======== Dataset entries ========
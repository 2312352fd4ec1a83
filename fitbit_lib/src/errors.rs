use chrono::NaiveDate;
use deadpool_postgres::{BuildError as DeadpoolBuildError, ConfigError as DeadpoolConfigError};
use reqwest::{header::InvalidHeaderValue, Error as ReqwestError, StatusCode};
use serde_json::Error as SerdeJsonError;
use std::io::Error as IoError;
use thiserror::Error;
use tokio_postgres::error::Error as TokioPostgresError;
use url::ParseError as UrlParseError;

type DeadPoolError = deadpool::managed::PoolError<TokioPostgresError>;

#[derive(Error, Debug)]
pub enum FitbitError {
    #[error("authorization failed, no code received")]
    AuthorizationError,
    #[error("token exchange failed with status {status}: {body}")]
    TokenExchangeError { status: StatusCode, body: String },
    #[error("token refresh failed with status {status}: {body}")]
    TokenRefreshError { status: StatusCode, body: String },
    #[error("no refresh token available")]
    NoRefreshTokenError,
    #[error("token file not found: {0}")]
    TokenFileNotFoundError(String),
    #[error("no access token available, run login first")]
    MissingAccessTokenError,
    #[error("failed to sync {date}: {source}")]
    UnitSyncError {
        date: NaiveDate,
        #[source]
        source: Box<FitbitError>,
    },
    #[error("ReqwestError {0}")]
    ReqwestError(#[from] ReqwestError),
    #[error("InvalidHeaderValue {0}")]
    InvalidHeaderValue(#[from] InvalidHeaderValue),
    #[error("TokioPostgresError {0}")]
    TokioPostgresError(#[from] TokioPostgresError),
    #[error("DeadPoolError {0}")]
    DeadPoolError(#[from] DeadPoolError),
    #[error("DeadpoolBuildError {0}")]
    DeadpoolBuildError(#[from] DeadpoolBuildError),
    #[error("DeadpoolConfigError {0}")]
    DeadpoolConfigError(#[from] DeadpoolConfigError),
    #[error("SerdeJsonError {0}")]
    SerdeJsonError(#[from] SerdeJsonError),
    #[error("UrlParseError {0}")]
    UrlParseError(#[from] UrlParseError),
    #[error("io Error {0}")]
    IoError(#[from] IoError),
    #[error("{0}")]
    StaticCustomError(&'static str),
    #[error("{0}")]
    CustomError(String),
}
========
======== Dataset entries ========
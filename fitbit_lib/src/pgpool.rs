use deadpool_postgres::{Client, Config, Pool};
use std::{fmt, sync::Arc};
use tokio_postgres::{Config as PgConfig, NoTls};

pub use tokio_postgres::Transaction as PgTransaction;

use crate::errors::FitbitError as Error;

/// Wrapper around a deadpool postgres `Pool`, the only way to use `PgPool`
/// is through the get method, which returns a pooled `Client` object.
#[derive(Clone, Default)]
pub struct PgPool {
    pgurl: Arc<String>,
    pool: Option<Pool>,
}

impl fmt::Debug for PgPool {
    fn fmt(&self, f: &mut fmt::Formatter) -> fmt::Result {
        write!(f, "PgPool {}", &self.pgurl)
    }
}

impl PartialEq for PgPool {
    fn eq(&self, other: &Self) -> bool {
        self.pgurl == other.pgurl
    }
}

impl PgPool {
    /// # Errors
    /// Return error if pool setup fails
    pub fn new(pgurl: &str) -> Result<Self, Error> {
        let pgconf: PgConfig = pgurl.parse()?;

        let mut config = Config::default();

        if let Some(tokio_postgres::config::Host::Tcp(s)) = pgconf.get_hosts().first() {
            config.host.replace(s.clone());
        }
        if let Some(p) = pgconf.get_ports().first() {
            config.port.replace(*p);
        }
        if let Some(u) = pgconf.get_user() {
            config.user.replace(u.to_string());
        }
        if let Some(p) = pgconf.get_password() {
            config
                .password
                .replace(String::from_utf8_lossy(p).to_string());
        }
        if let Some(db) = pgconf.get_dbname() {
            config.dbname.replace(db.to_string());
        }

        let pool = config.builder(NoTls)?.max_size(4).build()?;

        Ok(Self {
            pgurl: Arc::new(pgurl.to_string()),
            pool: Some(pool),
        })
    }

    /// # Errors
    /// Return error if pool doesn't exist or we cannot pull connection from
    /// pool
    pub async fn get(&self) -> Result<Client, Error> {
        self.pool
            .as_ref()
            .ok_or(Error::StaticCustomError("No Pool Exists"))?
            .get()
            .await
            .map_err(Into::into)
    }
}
========
• _What to do_
Reproduce, exactly as they stand in the data above, the lines from the one that holds "repository 2312352fd4ec1a83" to the one that holds "refresh failed with", inclusive.

• _Problem solution_
repository 2312352fd4ec1a83
filename fitbit_lib/src/errors.rs
use chrono::NaiveDate;
use deadpool_postgres::{BuildError as DeadpoolBuildError, ConfigError as DeadpoolConfigError};
use reqwest::{header::InvalidHeaderValue, Error as ReqwestError, StatusCode};
use serde_json::Error as SerdeJsonError;
use std::io::Error as IoError;
use thiserror::Error;
use tokio_postgres::error::Error as TokioPostgresError;
use url::ParseError as UrlParseError;

type DeadPoolError = deadpool::managed::PoolError<TokioPostgresError>;

#[derive(Error, Debug)]
pub enum FitbitError {
    #[error("authorization failed, no code received")]
    AuthorizationError,
    #[error("token exchange failed with status {status}: {body}")]
    TokenExchangeError { status: StatusCode, body: String },
    #[error("token refresh failed with status {status}: {body}")]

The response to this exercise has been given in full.